Thursday, July 26, 2012

Miracles


For those of you who don't know, I am working as an STC in the snack shack at Word of Life Island this summer. 

I absolutely love working in the snack shack. I love the girls I work with and I love every last customer even when they take half a century to decide what kind of ice cream they want. I just love it.

There is one job that I just despise.
This job makes my heart sink.
It makes me stop in my tracks for a moment.
It makes me want to curl into a ball on the floor...

Getting the ice cream out of the freezer...

The freezer is a dark place. I'm pretty sure Satan lives in there. It's so cold it freezes the phlem in the back of your throat. It's so sad it causes the happiest of hearts to fall into a deep and lonely depression. However, even in the darkest places, God can perform miracles. I don't care how silly this story may seem, I witnessed a miracle in the freezer.

About 2 weeks ago my supervisor told me that I needed to go get some ice cream out of the freezer. She said "go get 3 chocolate chip cookie dough and 2 mint chocolate chip." As my heart sank I gave a big fake smile and said "okay, I can do this." 

I walked the short distance to the kitchen; trying to mentally prepare for the task that was at hand. As I grabbed the wobbly red wagon that would hold the giant containers of ice cream I let out a few last deep breaths.

I walked slowly into the refrigerator and shut the door behind me. I walked towards the next door that would lead to the freezer. I see a thin layer of ice creeping around the edges of the door. I take one last breath and open the door.
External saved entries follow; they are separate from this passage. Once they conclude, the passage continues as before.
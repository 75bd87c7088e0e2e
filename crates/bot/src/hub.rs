// SPDX-License-Identifier: BUSL-1.1
// Copyright (c) 2026 Alfred Jean LLC

//! Routing state hub.
//!
//! Single point of mutation for topic↔window bindings, chat locations, read
//! cursors, and display names. The forward map `(user, topic) → window` and
//! the eagerly maintained reverse index `(user, window) → topic` always
//! agree: every mutating operation takes the hub lock, updates both, and
//! persists `state.json` atomically before releasing.

use std::collections::{HashMap, HashSet};
use std::path::PathBuf;

use parking_lot::Mutex;
use serde::{Deserialize, Serialize};
use tracing::{debug, warn};

use crate::error::BridgeError;
use crate::mux::WindowInfo;
use crate::session_map::SessionMap;

/// Everything the bridge knows about one live window.
#[derive(Debug, Clone, Default, PartialEq, Eq, Serialize, Deserialize)]
pub struct WindowState {
    /// Absent until the SessionStart hook writes the session map entry.
    pub session_id: Option<String>,
    pub cwd: String,
    pub window_name: String,
}

/// A delivery target for one agent session's output.
#[derive(Debug, Clone, PartialEq, Eq)]
pub struct Subscriber {
    pub user_id: u64,
    pub topic_id: i32,
    pub chat_id: i64,
    pub window_id: String,
}

/// Serialized shape of `state.json`.
#[derive(Debug, Default, Serialize, Deserialize)]
struct HubState {
    #[serde(default)]
    window_states: HashMap<String, WindowState>,
    /// `"<user>:<topic>" → window_id`.
    #[serde(default)]
    thread_bindings: HashMap<String, String>,
    /// `"<user>:<topic>" → chat_id`.
    #[serde(default)]
    group_chat_ids: HashMap<String, i64>,
    /// `"<user>:<window>" → last delivered byte offset`.
    #[serde(default)]
    user_window_offsets: HashMap<String, u64>,
    #[serde(default)]
    window_display_names: HashMap<String, String>,
}

struct Inner {
    state: HubState,
    /// `(user, window) → topic`, rebuilt from the forward map on load.
    reverse: HashMap<(u64, String), i32>,
}

pub struct Hub {
    path: PathBuf,
    inner: Mutex<Inner>,
}

fn topic_key(user_id: u64, topic_id: i32) -> String {
    format!("{user_id}:{topic_id}")
}

fn cursor_key(user_id: u64, window_id: &str) -> String {
    format!("{user_id}:{window_id}")
}

fn parse_topic_key(key: &str) -> Option<(u64, i32)> {
    let (user, topic) = key.split_once(':')?;
    Some((user.parse().ok()?, topic.parse().ok()?))
}

impl Hub {
    /// Load persisted state; a missing file starts empty. The reverse index
    /// is derived from the forward map, so the two cannot disagree on load.
    pub fn load(path: PathBuf) -> anyhow::Result<Self> {
        let state: HubState = crate::persist::read_json(&path)?.unwrap_or_default();
        let mut reverse = HashMap::new();
        for (key, window_id) in &state.thread_bindings {
            if let Some((user_id, topic_id)) = parse_topic_key(key) {
                reverse.insert((user_id, window_id.clone()), topic_id);
            }
        }
        Ok(Self { path, inner: Mutex::new(Inner { state, reverse }) })
    }

    /// Bind a topic to a window, capturing the chat location for later
    /// background sends. Fails if either side of the bijection is taken.
    pub fn bind(
        &self,
        user_id: u64,
        topic_id: i32,
        window: &WindowInfo,
        chat_id: i64,
    ) -> anyhow::Result<()> {
        let mut inner = self.inner.lock();
        let key = topic_key(user_id, topic_id);

        if let Some(existing) = inner.state.thread_bindings.get(&key) {
            if *existing != window.window_id {
                return Err(BridgeError::new(
                    crate::error::ErrorKind::Constraint,
                    format!("topic is already bound to {existing}"),
                )
                .into());
            }
        }
        let taken = inner
            .state
            .thread_bindings
            .iter()
            .any(|(k, w)| *w == window.window_id && *k != key);
        if taken {
            return Err(BridgeError::already_bound(&window.window_id).into());
        }

        inner.state.thread_bindings.insert(key.clone(), window.window_id.clone());
        inner.state.group_chat_ids.insert(key, chat_id);
        inner.reverse.insert((user_id, window.window_id.clone()), topic_id);
        inner
            .state
            .window_states
            .entry(window.window_id.clone())
            .and_modify(|s| {
                s.cwd = window.cwd.clone();
                s.window_name = window.name.clone();
            })
            .or_insert_with(|| WindowState {
                session_id: None,
                cwd: window.cwd.clone(),
                window_name: window.name.clone(),
            });
        inner
            .state
            .window_display_names
            .insert(window.window_id.clone(), window.name.clone());

        self.save(&inner)?;
        debug!(user_id, topic_id, window_id = %window.window_id, "bound topic");
        Ok(())
    }

    /// Remove a binding and its dependent entries (chat location, read
    /// cursor). Does not kill the window; the caller decides that.
    pub fn unbind(&self, user_id: u64, topic_id: i32) -> anyhow::Result<Option<String>> {
        let mut inner = self.inner.lock();
        let key = topic_key(user_id, topic_id);
        let Some(window_id) = inner.state.thread_bindings.remove(&key) else {
            return Ok(None);
        };
        inner.state.group_chat_ids.remove(&key);
        inner.state.user_window_offsets.remove(&cursor_key(user_id, &window_id));
        inner.reverse.remove(&(user_id, window_id.clone()));
        self.save(&inner)?;
        debug!(user_id, topic_id, window_id = %window_id, "unbound topic");
        Ok(Some(window_id))
    }

    /// Forget a window that no longer exists (killed or never started).
    pub fn remove_window(&self, window_id: &str) -> anyhow::Result<()> {
        let mut inner = self.inner.lock();
        let changed = inner.state.window_states.remove(window_id).is_some()
            | inner.state.window_display_names.remove(window_id).is_some();
        if changed {
            self.save(&inner)?;
        }
        Ok(())
    }

    /// Record the hook-written session for a window.
    pub fn sync_window(&self, window_id: &str, session_id: &str, cwd: &str, name: &str) {
        let mut inner = self.inner.lock();
        let state = inner.state.window_states.entry(window_id.to_owned()).or_default();
        let changed = state.session_id.as_deref() != Some(session_id)
            || state.cwd != cwd
            || state.window_name != name;
        if changed {
            state.session_id = Some(session_id.to_owned());
            state.cwd = cwd.to_owned();
            state.window_name = name.to_owned();
            if let Err(e) = self.save(&inner) {
                warn!("failed to persist window sync: {e:#}");
            }
        }
    }

    pub fn resolve_topic(&self, user_id: u64, topic_id: i32) -> Option<String> {
        self.inner.lock().state.thread_bindings.get(&topic_key(user_id, topic_id)).cloned()
    }

    pub fn topic_for(&self, user_id: u64, window_id: &str) -> Option<i32> {
        self.inner.lock().reverse.get(&(user_id, window_id.to_owned())).copied()
    }

    pub fn chat_for(&self, user_id: u64, topic_id: i32) -> Option<i64> {
        self.inner.lock().state.group_chat_ids.get(&topic_key(user_id, topic_id)).copied()
    }

    pub fn window_state(&self, window_id: &str) -> Option<WindowState> {
        self.inner.lock().state.window_states.get(window_id).cloned()
    }

    /// Everyone whose bound window currently maps to this agent session,
    /// sorted for deterministic delivery order.
    pub fn find_subscribers(
        &self,
        session_map: &SessionMap,
        mux_session: &str,
        agent_session_id: &str,
    ) -> Vec<Subscriber> {
        let Some(window_id) = session_map.window_for_session(mux_session, agent_session_id)
        else {
            return Vec::new();
        };
        let inner = self.inner.lock();
        let mut subs: Vec<Subscriber> = inner
            .state
            .thread_bindings
            .iter()
            .filter(|(_, w)| w.as_str() == window_id)
            .filter_map(|(key, w)| {
                let (user_id, topic_id) = parse_topic_key(key)?;
                let chat_id = *inner.state.group_chat_ids.get(key)?;
                Some(Subscriber { user_id, topic_id, chat_id, window_id: w.clone() })
            })
            .collect();
        subs.sort_by_key(|s| (s.user_id, s.topic_id));
        subs
    }

    /// Current bindings, sorted, for the status poller.
    pub fn bound_windows(&self) -> Vec<Subscriber> {
        let inner = self.inner.lock();
        let mut subs: Vec<Subscriber> = inner
            .state
            .thread_bindings
            .iter()
            .filter_map(|(key, window_id)| {
                let (user_id, topic_id) = parse_topic_key(key)?;
                let chat_id = *inner.state.group_chat_ids.get(key)?;
                Some(Subscriber { user_id, topic_id, chat_id, window_id: window_id.clone() })
            })
            .collect();
        subs.sort_by_key(|s| (s.user_id, s.topic_id));
        subs
    }

    /// Re-resolve bindings whose window ids did not survive a tmux server
    /// restart, using the persisted display name as a secondary key.
    ///
    /// Runs once at startup. When two live windows share a display name the
    /// first in enumeration order wins; bindings that cannot be matched are
    /// dropped. Running this twice is identical to running it once.
    pub fn resolve_stale_ids(&self, live: &[WindowInfo]) -> anyhow::Result<()> {
        let mut inner = self.inner.lock();
        let live_ids: HashSet<&str> = live.iter().map(|w| w.window_id.as_str()).collect();

        // Window ids already referenced by surviving bindings are not
        // available as rebind targets.
        let mut claimed: HashSet<String> = inner
            .state
            .thread_bindings
            .values()
            .filter(|w| live_ids.contains(w.as_str()))
            .cloned()
            .collect();

        let mut keys: Vec<String> = inner.state.thread_bindings.keys().cloned().collect();
        keys.sort();

        let mut dirty = false;
        for key in keys {
            let Some(old_id) = inner.state.thread_bindings.get(&key).cloned() else {
                continue;
            };
            if live_ids.contains(old_id.as_str()) {
                continue;
            }

            // First name match in enumeration order, even when tmux briefly
            // allows duplicates. A claimed match means another binding got
            // there first; the loser is dropped rather than given the spare.
            let display_name = inner.state.window_display_names.get(&old_id).cloned();
            let replacement = display_name
                .as_deref()
                .and_then(|name| live.iter().find(|w| w.name == name))
                .filter(|w| !claimed.contains(&w.window_id));

            let Some((user_id, topic_id)) = parse_topic_key(&key) else {
                continue;
            };

            match replacement {
                Some(window) => {
                    let new_id = window.window_id.clone();
                    debug!(%old_id, %new_id, key = %key, "re-resolved stale window id");
                    inner.state.thread_bindings.insert(key.clone(), new_id.clone());
                    inner.reverse.remove(&(user_id, old_id.clone()));
                    inner.reverse.insert((user_id, new_id.clone()), topic_id);

                    if let Some(state) = inner.state.window_states.remove(&old_id) {
                        inner.state.window_states.insert(new_id.clone(), state);
                    }
                    if let Some(name) = inner.state.window_display_names.remove(&old_id) {
                        inner.state.window_display_names.insert(new_id.clone(), name);
                    }
                    let old_cursor = cursor_key(user_id, &old_id);
                    if let Some(offset) = inner.state.user_window_offsets.remove(&old_cursor) {
                        inner
                            .state
                            .user_window_offsets
                            .insert(cursor_key(user_id, &new_id), offset);
                    }
                    claimed.insert(new_id);
                }
                None => {
                    warn!(%old_id, key = %key, "dropping binding: window gone and no name match");
                    inner.state.thread_bindings.remove(&key);
                    inner.state.group_chat_ids.remove(&key);
                    inner.reverse.remove(&(user_id, old_id.clone()));
                    inner.state.user_window_offsets.remove(&cursor_key(user_id, &old_id));
                    inner.state.window_states.remove(&old_id);
                    inner.state.window_display_names.remove(&old_id);
                }
            }
            dirty = true;
        }

        if dirty {
            self.save(&inner)?;
        }
        Ok(())
    }

    /// Advance a user's delivered-content cursor. Monotonic: attempts to
    /// move backward are no-ops.
    pub fn advance_cursor(&self, user_id: u64, window_id: &str, new_offset: u64) {
        let mut inner = self.inner.lock();
        let key = cursor_key(user_id, window_id);
        let current = inner.state.user_window_offsets.get(&key).copied().unwrap_or(0);
        if new_offset <= current {
            return;
        }
        inner.state.user_window_offsets.insert(key, new_offset);
        if let Err(e) = self.save(&inner) {
            warn!("failed to persist read cursor: {e:#}");
        }
    }

    pub fn cursor(&self, user_id: u64, window_id: &str) -> u64 {
        self.inner
            .lock()
            .state
            .user_window_offsets
            .get(&cursor_key(user_id, window_id))
            .copied()
            .unwrap_or(0)
    }

    fn save(&self, inner: &Inner) -> anyhow::Result<()> {
        crate::persist::write_json(&self.path, &inner.state)
    }
}

#[cfg(test)]
#[path = "hub_tests.rs"]
mod tests;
I frantically run around in the dark freezer, digging through dozens and dozens of containers of ice cream. Looking for two labels "Mint chocolate chip" and "cookie dough." I search and search but all I see is "chocolate" and "vanilla" and "butter pecan." Finally after minutes of searching I see the beautiful words "chocolate chip cookie dough." I grab 2 containers because that's all that I can hold. I run out of the freezer and out of the refrigerator to the gimpy red wagon. I take a few seconds to compose myself then I go back for round 2.

I know where the last container of chocolate chip cookie dough is so I grad it immediately and set it on an empty part of a shelf so I won't lose it. I need to find 2 more containers of ice cream. The cold is burning my skin. The liquid in my nose is freezing my nostrils shut. I dig through the heavy containers of ice cream. "chocolate... Coffee... strawberry." 5 minutes go by... "vanilla, sherbert..." and finally "mint chocolate chip" but there is only one. I need 2 of them. I've already checked just about everywhere. I hold onto that thought as I once again sprint out of the freezer and into the warm kitchen. I set the containers of ice cream on the wagon and try to compose myself for my final trip to the freezer.

Almost in tears I walk back into the refrigerator. The food prep girls are laughing at me. I see the freezer door but I can't bring myself to open the door. I'm almost certain there is no mint chocolate chip ice cream in there. I've been searching for it this whole time. I walk over to the freezer door and just stand there for a moment. I pray to God out loud "God, I can't find this ice cream anywhere. It's too cold in there, I can't do it. Please help me... I need you to show me the ice cream." I open the door and quickly run into the freezer, ready to start digging through dozens of heavy containers. I look at the messy pile of containers and right in the front, with the label facing me is the mint chocolate chip ice cream. "THANK YOU, JESUS" I scream to the empty freezer.

I run out of the freezer and out of the refrigerator in pure awe. I yell to the food prep girls "I prayed to God and He put the ice cream right in front." I ignore their strange looks and run to the little red wagon. "thank you, Jesus... You are so cool" I truly just witnessed a miracle.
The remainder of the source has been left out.